Why write a gardening blog when gardening is so much about all five senses – sight, sound, smell, touch and taste – think dark purple plums with the dichotomy of their tart skin and juicy, sweet flesh. We are just wrapping up plum season and getting impatient for peaches.
Google does this amazing thing where it sends a collage of selected images from this day several years ago. It recently sent me pictures taken in the garden six years ago. We had just moved in and hadn’t gotten to working on the outdoors yet. It was interesting to see how much the garden has changed, grown, or overgrown as my husband would insist, in just six years.
While the pictures help recollect what the garden looked like for a moment in time, the memories of what the garden felt like are forgotten. I can now only imagine what must have been my great delight when I saw and smelled for the first time the rose borders in their peak May bloom. Or discovered the perfection that are our mandarins once I had figured out the right time to pick them.
The mandarins on our tree start looking perfectly ripe long before they attain a corresponding perfection in taste. I couldn’t resist having a mandarin straight off the tree first thing in the morning as they glowed enticingly in the crisp spring sunshine. But what a shattering disappointment – they tasted terrible! My frantic search for the fertilizer, supplement, soil test or other magic elixir that would make my mandarins taste as good as they looked was a definite indicator of my growing obsession, but no one was paying attention.

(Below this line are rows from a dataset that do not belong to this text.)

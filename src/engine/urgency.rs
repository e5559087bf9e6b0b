// ==========================================
// 司法资产看板 - 紧迫度代理
// ==========================================
// 职责: 月数 / 场景标签 → 紧迫度（月）
// 规则:
// - 月数有限且 > 0 → 直接使用
// - 否则按场景关键字查代理表 (乐观 18 / 基准 30 / 保守 42 / 其他 45)
// 共用方: GroupAggregator, ImpactMatrixBuilder
// ==========================================

use crate::config::dashboard_config::UrgencyProxyTable;
use crate::domain::types::ScenarioBucket;

/// 紧迫度代理值
pub fn urgency_proxy(months: f64, scenario_label: &str, table: &UrgencyProxyTable) -> f64 {
    if months.is_finite() && months > 0.0 {
        return months;
    }
    table.months_for(ScenarioBucket::from_label(scenario_label))
}
use std::path::{Path, PathBuf};

use crate::error::{GitlabStatsError, Result};

use super::Config;

/// Trait for loading configuration from various sources.
pub trait ConfigLoader {
    /// Load configuration from the default locations.
    ///
    /// # Errors
    /// Returns an error if no config file is found or it cannot be parsed.
    fn load(&self) -> Result<Config>;

    /// Load configuration from a specific path.
    ///
    /// # Errors
    /// Returns an error if the file cannot be read or parsed.
    fn load_from_path(&self, path: &Path) -> Result<Config>;
}

/// File names probed in the current directory and in the user config directory.
const CONFIG_FILE_NAMES: &[&str] = &["config.yaml", "config.yml", "config.toml"];

/// Syntax of a config file, chosen by extension.
#[derive(Debug, Clone, Copy, PartialEq, Eq)]
pub enum ConfigFormat {
    Yaml,
    Toml,
}

impl ConfigFormat {
    /// YAML unless the extension is `.toml`.
    #[must_use]
    pub fn from_path(path: &Path) -> Self {
        match path.extension().and_then(|ext| ext.to_str()) {
            Some(ext) if ext.eq_ignore_ascii_case("toml") => Self::Toml,
            _ => Self::Yaml,
        }
    }
}

/// Trait for filesystem operations (for testability).
pub trait FileSystem {
    /// Read file contents as a string.
    ///
    /// # Errors
    /// Returns an error if the file cannot be read.
    fn read_to_string(&self, path: &Path) -> std::io::Result<String>;

    /// Check if a path exists.
    fn exists(&self, path: &Path) -> bool;

    /// Get the current working directory.
    ///
    /// # Errors
    /// Returns an error if the current directory cannot be determined.
    fn current_dir(&self) -> std::io::Result<PathBuf>;

    /// Platform-specific configuration directory for gitlab-stats:
    /// - Linux: `~/.config/gitlab-stats`
    /// - macOS: `~/Library/Application Support/gitlab-stats`
    /// - Windows: `%APPDATA%\gitlab-stats`
    fn config_dir(&self) -> Option<PathBuf>;
}

/// Real filesystem implementation.
#[derive(Debug, Default, Clone, Copy)]
pub struct RealFileSystem;

impl FileSystem for RealFileSystem {
    fn read_to_string(&self, path: &Path) -> std::io::Result<String> {
        std::fs::read_to_string(path)
    }

    fn exists(&self, path: &Path) -> bool {
        path.exists()
    }

    fn current_dir(&self) -> std::io::Result<PathBuf> {
        std::env::current_dir()
    }

    fn config_dir(&self) -> Option<PathBuf> {
        directories::ProjectDirs::from("", "", "gitlab-stats")
            .map(|dirs| dirs.config_dir().to_path_buf())
    }
}

/// Loads configuration from the filesystem.
///
/// Search order:
/// 1. `config.yaml`, `config.yml`, `config.toml` in the current directory
/// 2. The same names in the user config directory
#[derive(Debug)]
pub struct FileConfigLoader<F: FileSystem = RealFileSystem> {
    fs: F,
}

impl Default for FileConfigLoader<RealFileSystem> {
    fn default() -> Self {
        Self::new()
    }
}

impl FileConfigLoader<RealFileSystem> {
    #[must_use]
    pub const fn new() -> Self {
        Self { fs: RealFileSystem }
    }
}

impl<F: FileSystem> FileConfigLoader<F> {
    #[must_use]
    pub const fn with_fs(fs: F) -> Self {
        Self { fs }
    }

    fn candidate_paths(&self) -> Vec<PathBuf> {
        let dirs = [self.fs.current_dir().ok(), self.fs.config_dir()];
        dirs.into_iter()
            .flatten()
            .flat_map(|dir| CONFIG_FILE_NAMES.iter().map(move |name| dir.join(name)))
            .collect()
    }

    /// Parse config text in the given syntax.
    ///
    /// # Errors
    /// Returns a parse error for invalid syntax, or a configuration error when
    /// the file defines no instances.
    pub fn parse_config(content: &str, format: ConfigFormat) -> Result<Config> {
        let config: Config = match format {
            ConfigFormat::Yaml => serde_yaml::from_str(content)?,
            ConfigFormat::Toml => toml::from_str(content)?,
        };
        if config.instances.is_empty() {
            return Err(GitlabStatsError::Config(
                "Config file defines no instances".to_string(),
            ));
        }
        Ok(config)
    }
}

impl<F: FileSystem> ConfigLoader for FileConfigLoader<F> {
    fn load(&self) -> Result<Config> {
        let candidates = self.candidate_paths();
        let found = candidates.iter().find(|path| self.fs.exists(path));
        match found {
            Some(path) => self.load_from_path(path),
            None => Err(GitlabStatsError::Config(format!(
                "No config file found. Looked for: {}",
                candidates
                    .iter()
                    .map(|p| p.display().to_string())
                    .collect::<Vec<_>>()
                    .join(", ")
            ))),
        }
    }

    fn load_from_path(&self, path: &Path) -> Result<Config> {
        let content =
            self.fs
                .read_to_string(path)
                .map_err(|source| GitlabStatsError::FileRead {
                    path: path.to_path_buf(),
                    source,
                })?;
        Self::parse_config(&content, ConfigFormat::from_path(path))
    }
}

#[cfg(test)]
#[path = "loader_tests.rs"]
mod tests;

I discovered that a chemical in toothpaste, sodium lauryl sulphate (SLS), makes orange juice taste bitter if you have it right after brushing your teeth, which is what I was doing with the mandarins. And that if you have enough fruit to spare, then tasting a mandarin every week to critically judge whether it’s time is good practice. And once the time has arrived, then oh joy! Baskets and baskets of fruit to be picked, and happily and proudly shared with neighbors and friends.
I often wonder how long we will live in this house. The owners before us stayed 7 years and we are approaching that mark. If we ever do move out, this blog and its sporadic entries will serve as a diary of my thoughts and experiences as I slowly built up the garden and made it what it is today.